Research Introduction & Vision
The USC Viterbi School of Engineering is at the forefront of research in information technology, biotechnology and a full spectrum of engineering disciplines. The Viterbi School consistently ranks in the top ten in the U.S. News and World Report rankings.
Our highly interdisciplinary research environment has enabled faculty to respond to emerging needs for research in such diverse areas as robotics, software engineering, sensor networks, vision sciences, automated construction and photonics. The Viterbi School actively encourages technology transfer and commercialization through industrial partnerships.

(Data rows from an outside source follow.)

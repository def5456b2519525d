//! Interactive line editor used when stdin is a terminal.

use dexpr::{Bindings, Engine};
use reedline::{
    ColumnarMenu, DefaultCompleter, DefaultPrompt, DefaultPromptSegment, EditCommand, Emacs,
    ExampleHighlighter, KeyCode, KeyModifiers, MenuBuilder, Reedline, ReedlineEvent,
    ReedlineMenu, Signal, default_emacs_keybindings,
};

const MENU: &str = "completion_menu";

pub struct Repl {
    editor: Reedline,
    prompt: DefaultPrompt,
}

impl Repl {
    /// Build an editor that completes and highlights the given names.
    pub fn new(names: Vec<String>) -> Self {
        let mut completer = DefaultCompleter::with_inclusions(&['_']);
        completer.insert(names.clone());

        let mut keys = default_emacs_keybindings();
        keys.add_binding(
            KeyModifiers::NONE,
            KeyCode::Tab,
            ReedlineEvent::UntilFound(vec![
                ReedlineEvent::Menu(MENU.to_string()),
                ReedlineEvent::MenuNext,
            ]),
        );
        keys.add_binding(
            KeyModifiers::ALT,
            KeyCode::Enter,
            ReedlineEvent::Edit(vec![EditCommand::InsertNewline]),
        );

        let editor = Reedline::create()
            .with_highlighter(Box::new(ExampleHighlighter::new(names)))
            .with_completer(Box::new(completer))
            .with_menu(ReedlineMenu::EngineCompleter(Box::new(
                ColumnarMenu::default().with_name(MENU),
            )))
            .with_edit_mode(Box::new(Emacs::new(keys)));

        Self {
            editor,
            prompt: DefaultPrompt::new(DefaultPromptSegment::Empty, DefaultPromptSegment::Empty),
        }
    }

    /// Completion words: registered function names followed by bound variables.
    pub fn names(engine: &Engine, vars: &Bindings) -> Vec<String> {
        let mut names: Vec<String> = engine.functions().names().map(str::to_string).collect();
        let mut var_names: Vec<String> = vars.keys().cloned().collect();
        var_names.sort();
        names.extend(var_names);
        names
    }

    /// Read lines until end of input, handing each non-blank one to `run`.
    pub fn run(mut self, mut run: impl FnMut(&str)) -> miette::Result<()> {
        println!("dexpr: enter an expression per line (Ctrl+D to quit)");
        loop {
            match self.editor.read_line(&self.prompt) {
                Ok(Signal::Success(line)) if line.trim().is_empty() => {}
                Ok(Signal::Success(line)) => run(&line),
                Ok(Signal::CtrlD | Signal::CtrlC) => return Ok(()),
                Err(e) => miette::bail!("line editor failed: {}", e),
            }
        }
    }
}
//! Binary and unary operator implementations.
//!
//! Operands are dynamic literals. Arithmetic stays in the integer domain
//! while both operands are integers (or strings holding one) and the exact
//! result fits in an `i64`; otherwise it is carried out in floating point.
//! A float operand keeps the result a float. A float result that
//! overflows to infinity is an error, one that underflows to zero is not.

use core::cmp::Ordering;

use crate::errors::ErrorKind;
use crate::parser::{BinaryOp, ComparisonOp};
use crate::values::Literal;

/// Evaluate a binary operation on two integers.
///
/// Returns `None` when the exact result is not representable as an `i64`:
/// on overflow, and for divisions that are not exact.
pub(super) fn eval_binary_int(op: BinaryOp, left: i64, right: i64) -> Option<i64> {
    match op {
        BinaryOp::Add => left.checked_add(right),
        BinaryOp::Sub => left.checked_sub(right),
        BinaryOp::Mul => left.checked_mul(right),
        // checked_rem is None for a zero divisor and for i64::MIN % -1.
        BinaryOp::Div => match left.checked_rem(right) {
            Some(0) => left.checked_div(right),
            _ => None,
        },
    }
}

/// Evaluate a binary operation on two floats.
///
/// Follows IEEE 754 semantics (produces inf/nan rather than panicking).
pub(super) fn eval_binary_float(op: BinaryOp, left: f64, right: f64) -> f64 {
    match op {
        BinaryOp::Add => left + right,
        BinaryOp::Sub => left - right,
        BinaryOp::Mul => left * right,
        BinaryOp::Div => left / right,
    }
}

fn propagated(left: &Literal, right: &Literal) -> Option<ErrorKind> {
    left.error_state()
        .or_else(|| right.error_state())
        .map(|e| ErrorKind::Propagated(e.clone()))
}

fn checked_float(value: f64) -> Result<Literal, ErrorKind> {
    if value.is_finite() {
        Ok(Literal::Float(value))
    } else {
        Err(ErrorKind::UnderflowOverflow)
    }
}

/// `+ - * /` on two literals, coercing numeric strings.
pub(super) fn eval_binary(op: BinaryOp, left: &Literal, right: &Literal) -> Result<Literal, ErrorKind> {
    if let Some(kind) = propagated(left, right) {
        return Err(kind);
    }

    if let (Some(l), Some(r)) = (left.as_int_operand(), right.as_int_operand()) {
        if op == BinaryOp::Div && r == 0 {
            return Err(ErrorKind::DivByZero);
        }
        if let Some(result) = eval_binary_int(op, l, r) {
            return Ok(Literal::Int(result));
        }
    }

    let (Some(l), Some(r)) = (left.as_float(), right.as_float()) else {
        return Err(ErrorKind::IncompatibleTypes);
    };
    if op == BinaryOp::Div && r == 0.0 {
        return Err(ErrorKind::DivByZero);
    }
    checked_float(eval_binary_float(op, l, r))
}

/// Unary minus. Integers that cannot be negated in range become floats.
pub(super) fn negate(value: &Literal) -> Result<Literal, ErrorKind> {
    if let Some(e) = value.error_state() {
        return Err(ErrorKind::Propagated(e.clone()));
    }
    if let Some(i) = value.as_int_operand() {
        return Ok(match i.checked_neg() {
            Some(n) => Literal::Int(n),
            None => Literal::Float(-(i as f64)),
        });
    }
    match value.as_float() {
        Some(f) => checked_float(-f),
        None => Err(ErrorKind::IncompatibleTypes),
    }
}

/// Logical not. Only boolean literals can be negated.
pub(super) fn not(value: &Literal) -> Result<Literal, ErrorKind> {
    if let Some(e) = value.error_state() {
        return Err(ErrorKind::Propagated(e.clone()));
    }
    value
        .as_bool()
        .map(|b| Literal::Bool(!b))
        .ok_or(ErrorKind::IncompatibleTypes)
}

/// Equality across kinds.
///
/// Booleans only ever equal booleans. Otherwise operands are compared as
/// integers, then as floats, then by their text.
pub(super) fn equal(left: &Literal, right: &Literal) -> Result<bool, ErrorKind> {
    if let Some(kind) = propagated(left, right) {
        return Err(kind);
    }
    match (left, right) {
        (Literal::Bool(l), Literal::Bool(r)) => return Ok(l == r),
        (Literal::Bool(_), _) | (_, Literal::Bool(_)) => return Ok(false),
        _ => {}
    }
    if let (Some(l), Some(r)) = (left.as_int(), right.as_int()) {
        return Ok(l == r);
    }
    if let (Some(l), Some(r)) = (left.as_float(), right.as_float()) {
        return Ok(l == r);
    }
    Ok(left.as_string() == right.as_string())
}

/// Numeric ordering. Anything that is not a number, or a string holding
/// one, cannot be ordered.
pub(super) fn order(left: &Literal, right: &Literal) -> Result<Ordering, ErrorKind> {
    if let Some(kind) = propagated(left, right) {
        return Err(kind);
    }
    if let (Some(l), Some(r)) = (left.as_int(), right.as_int()) {
        return Ok(l.cmp(&r));
    }
    match (left.as_float(), right.as_float()) {
        (Some(l), Some(r)) => l.partial_cmp(&r).ok_or(ErrorKind::IncompatibleTypes),
        _ => Err(ErrorKind::IncompatibleTypes),
    }
}

/// Apply a comparison operator.
pub(super) fn compare(op: ComparisonOp, left: &Literal, right: &Literal) -> Result<bool, ErrorKind> {
    Ok(match op {
        ComparisonOp::Eq => equal(left, right)?,
        ComparisonOp::Neq => !equal(left, right)?,
        ComparisonOp::Lt => order(left, right)? == Ordering::Less,
        ComparisonOp::Le => order(left, right)? != Ordering::Greater,
        ComparisonOp::Gt => order(left, right)? == Ordering::Greater,
        ComparisonOp::Ge => order(left, right)? != Ordering::Less,
    })
}
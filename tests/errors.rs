mod cases;

use cases::any_error;
use dexpr::{ErrorKind, LiteralError};

fn function_error(name: &str, cause: &str) -> ErrorKind {
    ErrorKind::Function {
        name: name.to_string(),
        cause: LiteralError::msg(cause),
    }
}

// Evaluation failures
test_case!(sum_is_not_bool, input: "7 + 8", bool_error: ErrorKind::IncompatibleTypes);
test_case!(word_is_not_bool, input: "str", bool_error: ErrorKind::IncompatibleTypes);
test_case!(order_int_and_word, input: "7 < \"hello\"", bool_error: ErrorKind::IncompatibleTypes);
test_case!(order_word_and_float, input: "\"world\" > 2.1", bool_error: ErrorKind::IncompatibleTypes);
test_case!(and_on_ints, input: "7 && 9", bool_error: ErrorKind::IncompatibleTypes);
test_case!(
    missing_variable_on_left,
    input: "total > 20",
    bool_error: ErrorKind::VarNotExist("total".to_string()),
);
test_case!(
    missing_variable_on_right,
    input: "20 < total",
    bool_error: ErrorKind::VarNotExist("total".to_string()),
);
test_case!(
    not_of_missing_variable,
    input: "!bob",
    bool_error: ErrorKind::VarNotExist("bob".to_string()),
);
test_case!(
    negation_of_missing_variable,
    input: "7 + -bob > 2",
    bool_error: ErrorKind::VarNotExist("bob".to_string()),
);
test_case!(
    missing_function,
    input: "bob(8+2.257) == 7",
    bool_error: ErrorKind::FunctionNotExist("bob".to_string()),
);
test_case!(negate_word, input: "-\"something\"", bool_error: ErrorKind::IncompatibleTypes);
test_case!(not_of_float, input: "!5.2", bool_error: ErrorKind::IncompatibleTypes);
test_case!(
    error_variable_in_equality,
    input: "anError == anError",
    bool_error: ErrorKind::Propagated(any_error()),
);
test_case!(
    error_variable_in_inequality,
    input: "anError != anError",
    bool_error: ErrorKind::Propagated(any_error()),
);
test_case!(
    error_variable_in_arithmetic,
    input: "1 + anError",
    error: ErrorKind::Propagated(any_error()),
);
test_case!(
    error_variable_alone,
    input: "anError",
    error: ErrorKind::Propagated(any_error()),
);

// Function failures
test_case!(
    roundto_too_many_arguments,
    input: "roundto(5.567, 2, 9, 23)",
    error: function_error("roundto", "too many arguments"),
);
test_case!(
    roundto_too_few_arguments,
    input: "roundto(5.567)",
    error: function_error("roundto", "too few arguments"),
);
test_case!(
    roundto_word_value,
    input: "roundto(str, 2)",
    error: function_error("roundto", "can't convert to float"),
);
test_case!(
    roundto_word_places,
    input: "roundto(5.567, str)",
    error: function_error("roundto", "can't convert to int"),
);
test_case!(
    roundto_argument_fails_first,
    input: "roundto(5.567, bob)",
    error: ErrorKind::VarNotExist("bob".to_string()),
);

// Rejected at compile time
test_case!(braces_between_operands, input: "7 {} 3", rejects: ErrorKind::Syntax);
test_case!(unknown_character, input: "8/cot££t", rejects: ErrorKind::Syntax);
test_case!(unclosed_array_type, input: "[lit{fred", rejects: ErrorKind::Syntax);
test_case!(unclosed_array_type_with_body, input: "[lit{fred}", rejects: ErrorKind::Syntax);
test_case!(unclosed_composite, input: "[]lit{fred", rejects: ErrorKind::Syntax);
test_case!(function_literal, input: "func() bool {return 1==1}", rejects: ErrorKind::Syntax);
test_case!(leading_operator, input: "/bob harry", rejects: ErrorKind::Syntax);
test_case!(empty_input, input: "", rejects: ErrorKind::Syntax);
test_case!(unclosed_string, input: "\"hello", rejects: ErrorKind::Syntax);
test_case!(
    bitwise_and,
    input: "10 & 101",
    rejects: ErrorKind::InvalidOperator("&".to_string()),
);
test_case!(
    remainder,
    input: "10 % 3",
    rejects: ErrorKind::InvalidOperator("%".to_string()),
);
test_case!(
    shift,
    input: "1 << 3",
    rejects: ErrorKind::InvalidOperator("<<".to_string()),
);
test_case!(
    address_of,
    input: "&a == 1",
    rejects: ErrorKind::InvalidOperator("&".to_string()),
);
test_case!(
    unary_plus,
    input: "+a",
    rejects: ErrorKind::InvalidOperator("+".to_string()),
);
test_case!(
    send_arrow,
    input: "1 <- 2",
    rejects: ErrorKind::InvalidOperator("<-".to_string()),
);
test_case!(
    prefix_decrement,
    input: "--5",
    rejects: ErrorKind::InvalidOperator("--".to_string()),
);
test_case!(
    increment_between_operands,
    input: "1 ++ 2",
    rejects: ErrorKind::InvalidOperator("++".to_string()),
);
test_case!(
    decrement_between_operands,
    input: "a--b",
    rejects: ErrorKind::InvalidOperator("--".to_string()),
);

#[test]
fn test_error_message() {
    let err = cases::eval("8/bob").unwrap_err();
    assert_eq!(
        err.to_string(),
        "invalid expression: 8/bob (variable doesn't exist: bob)"
    );

    let err = cases::eval("roundto(5.567, 2, 9, 23)").unwrap_err();
    assert_eq!(
        err.to_string(),
        "invalid expression: roundto(5.567, 2, 9, 23) (function: roundto, returned error: too many arguments)"
    );
}

#[test]
fn test_error_span() {
    let input = "1 + 8 / bob";
    let err = cases::eval(input).unwrap_err();
    let span = err.span().expect("evaluation errors carry a span");
    assert_eq!(span.str_of(input), "bob");
}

Research topics being pursued in the Viterbi School:
Research conducted at the USC Viterbi School of Engineering aims to address the major challenges facing our society and the world, now and in the future. We believe, as quantum physicist David Deutsch noted, that “there will always be problems,” but that “all problems are soluble.” Our overarching philosophy is that of “Engineering+”, the view of engineering as an enabler of solutions and of discovery in allied areas, including the natural, physical and social sciences; medicine and health; as well as communications, and the arts. Our research cuts across departments, centers of excellence, and research groups in the Viterbi School and across USC, and engages tenure-track and research faculty, undergraduates and graduate students in discovery and development of solutions.
Engineering is often characterized as “design under constraints” in the context of systems. It is the design, in a most general sense of structures, devices, software, digital media, compounds, materials, cells, organs, and possibly organisms. These have desired properties and function that can be autonomous, sense, move, construct, command, control, think, enable, communicate, compute, replicate, restore or improve function, and possibly emote. It is also the optimization of processes and methodologies that aim to increase efficiencies in a quest, often, for faster, stronger, higher performance.

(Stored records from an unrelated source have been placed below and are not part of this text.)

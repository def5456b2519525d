//! Parsing of `--var NAME=VALUE` arguments.

use dexpr::Literal;
use miette::Diagnostic;
use thiserror::Error;

#[derive(Debug, Error, Diagnostic, PartialEq)]
pub enum VarError {
    #[error("invalid variable `{0}`: expected NAME=VALUE")]
    #[diagnostic(help("pass variables as --var name=value"))]
    MissingEquals(String),

    #[error("invalid variable name `{0}`")]
    #[diagnostic(help("names start with a letter or `_` and contain only letters, digits and `_`"))]
    InvalidName(String),
}

fn is_valid_name(name: &str) -> bool {
    let mut chars = name.chars();
    match chars.next() {
        Some(c) if c.is_alphabetic() || c == '_' => {}
        _ => return false,
    }
    chars.all(|c| c.is_alphanumeric() || c == '_')
}

/// Parse a `NAME=VALUE` binding.
///
/// `true` and `false` become booleans. Anything else is kept as a string,
/// which behaves as a number wherever it parses as one.
pub fn parse_var(arg: &str) -> Result<(String, Literal), VarError> {
    let Some((name, value)) = arg.split_once('=') else {
        return Err(VarError::MissingEquals(arg.to_string()));
    };
    let name = name.trim();
    if !is_valid_name(name) {
        return Err(VarError::InvalidName(name.to_string()));
    }

    let value = match value {
        "true" => Literal::Bool(true),
        "false" => Literal::Bool(false),
        other => Literal::from(other),
    };
    Ok((name.to_string(), value))
}
pub mod function;
pub mod literal;


pub use function::{Function, NativeFn};
pub use literal::{Literal, LiteralError};
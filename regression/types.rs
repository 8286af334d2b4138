use ndarray::{Array1, ArrayView1};
use serde::{Deserialize, Serialize};
use std::ops::Deref;

/// Prior precision of the weights (`alpha`) and precision of the observation noise (`beta`).
#[derive(Clone, Copy, Debug, PartialEq, Serialize, Deserialize)]
pub struct Hyperparameters {
    pub alpha: f64,
    pub beta: f64,
}

impl Hyperparameters {
    pub fn new(alpha: f64, beta: f64) -> Self {
        Self { alpha, beta }
    }

    /// The ridge strength `alpha / beta` implied by the pair.
    pub fn ridge_ratio(&self) -> f64 {
        self.alpha / self.beta
    }

    /// Noise variance `1 / beta`.
    pub fn noise_variance(&self) -> f64 {
        1.0 / self.beta
    }

    pub fn is_valid(&self) -> bool {
        self.alpha.is_finite() && self.beta.is_finite() && self.alpha >= 0.0 && self.beta > 0.0
    }
}

/// Posterior mean of the regression weights, one entry per feature column.
#[repr(transparent)]
#[derive(Clone, Debug, PartialEq)]
pub struct Coefficients(pub Array1<f64>);

impl Coefficients {
    pub fn new(values: Array1<f64>) -> Self {
        Self(values)
    }

    pub fn as_view(&self) -> ArrayView1<'_, f64> {
        self.0.view()
    }

    pub fn squared_norm(&self) -> f64 {
        self.0.dot(&self.0)
    }
}

impl Deref for Coefficients {
    type Target = Array1<f64>;

    fn deref(&self) -> &Self::Target {
        &self.0
    }
}

impl From<Array1<f64>> for Coefficients {
    fn from(values: Array1<f64>) -> Self {
        Self(values)
    }
}

impl From<Coefficients> for Array1<f64> {
    fn from(values: Coefficients) -> Self {
        values.0
    }
}

#[cfg(test)]
mod tests {
    use super::*;
    use ndarray::array;

    #[test]
    fn hyperparameter_validity() {
        assert!(Hyperparameters::new(0.0, 1.0).is_valid());
        assert!(!Hyperparameters::new(-1.0, 1.0).is_valid());
        assert!(!Hyperparameters::new(1.0, 0.0).is_valid());
        assert!(!Hyperparameters::new(f64::INFINITY, 1.0).is_valid());

        let h = Hyperparameters::new(2.0, 4.0);
        assert_eq!(h.ridge_ratio(), 0.5);
        assert_eq!(h.noise_variance(), 0.25);
    }

    #[test]
    fn coefficients_convert_to_and_from_arrays() {
        let weights = Coefficients::from(array![3.0, 4.0]);
        assert_eq!(weights.squared_norm(), 25.0);
        assert_eq!(weights.len(), 2);
        assert_eq!(weights.as_view()[1], 4.0);

        let raw: Array1<f64> = weights.clone().into();
        assert_eq!(raw, weights.0);
    }
}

Engineering is also the study of systems and the solution of challenges of great societal importance, for example as postulated in the NAE Grand Challenges. These include energy, infrastructure, water and food resources, the environment, security, health, the improvement of the quality of life and the cultivation of the human spirit, and the enabling of discovery and advances in the sciences (natural and life sciences). In its newest manifestation of Engineering+, engineering also includes the burgeoning intersection with the social sciences, and digital media, where quantitative reasoning through the acquisition and mining of big data and evidence-based approaches are gaining traction and the study of human behavior and interaction relies on modern computational and communication techniques. This is emblematic of computing and information sciences as an empowering discipline that embodies Engineering+, bringing technology to context and providing context to data.
Finally, we are reminded that in one definition (Brian Arthur), engineering and technology “exploit a phenomenon for useful purposes.” Traditionally, the phenomenon used to be of a physical or chemical origin. Subsequently, technology moved to exploit biological phenomena. And very recently, it has expanded its reach to social phenomena.